=== Work instruction ===
The lines to return are the one containing "gehoert zu Sektor" and all that follow it in the entries below, duplicated exactly and nothing else.

Dataset items:
==========

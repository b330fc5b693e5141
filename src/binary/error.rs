//! Fehler beim Lesen und Schreiben der Sektor-Dateien.

use thiserror::Error;

use crate::core::SectorCoord;

/// Defekte oder nicht unterstützte Eingabe.
///
/// Wird im Loader/Saver in `anyhow::Error` mit Dateikontext verpackt und
/// lässt sich per `downcast_ref::<FormatError>()` zurückgewinnen.
#[derive(Debug, Clone, PartialEq, Error)]
pub enum FormatError {
    #[error("Unerwartetes Dateiende bei Offset {offset}: {needed} Bytes benoetigt")]
    Truncated { offset: usize, needed: usize },

    #[error("Formatversion {found} wird nicht unterstuetzt (erlaubt {min}..={max})")]
    UnsupportedVersion { found: u32, min: u32, max: u32 },

    /// Sektor-Koordinate im Header passt nicht zum Dateinamen
    #[error("Datei gehoert zu Sektor {found}, erwartet {expected}")]
    SectorMismatch {
        expected: SectorCoord,
        found: SectorCoord,
    },

    #[error("Unbekannter Item-Typ {tag} bei Offset {offset}")]
    UnknownItemType { tag: u32, offset: usize },

    #[error("Compound {0:#x} enthaelt ein weiteres Compound")]
    NestedCompound(u64),

    #[error("{count} ueberzaehlige Bytes nach dem letzten Datensatz")]
    TrailingData { count: usize },

    #[error("Zusatzdaten-Datei endet ohne Abschlusskennung")]
    MissingSentinel,

    #[error("Ungueltiger Wert fuer {field}: {value}")]
    InvalidValue { field: &'static str, value: u64 },

    #[error("{field}: Wert {value} ist nicht speicherbar")]
    ValueOutOfRange { field: &'static str, value: u64 },

    #[error("Referenz auf {kind} {uid:#x} konnte nicht aufgeloest werden")]
    UnresolvedReference { kind: &'static str, uid: u64 },
}

pub type FormatResult<T> = Result<T, FormatError>;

==========

=== Answer to this exercise ===
    #[error("Datei gehoert zu Sektor {found}, erwartet {expected}")]
    SectorMismatch {
        expected: SectorCoord,
        found: SectorCoord,
    },

    #[error("Unbekannter Item-Typ {tag} bei Offset {offset}")]
    UnknownItemType { tag: u32, offset: usize },

    #[error("Compound {0:#x} enthaelt ein weiteres Compound")]
    NestedCompound(u64),

    #[error("{count} ueberzaehlige Bytes nach dem letzten Datensatz")]
    TrailingData { count: usize },

    #[error("Zusatzdaten-Datei endet ohne Abschlusskennung")]
    MissingSentinel,

    #[error("Ungueltiger Wert fuer {field}: {value}")]
    InvalidValue { field: &'static str, value: u64 },

    #[error("{field}: Wert {value} ist nicht speicherbar")]
    ValueOutOfRange { field: &'static str, value: u64 },

    #[error("Referenz auf {kind} {uid:#x} konnte nicht aufgeloest werden")]
    UnresolvedReference { kind: &'static str, uid: u64 },
}

pub type FormatResult<T> = Result<T, FormatError>;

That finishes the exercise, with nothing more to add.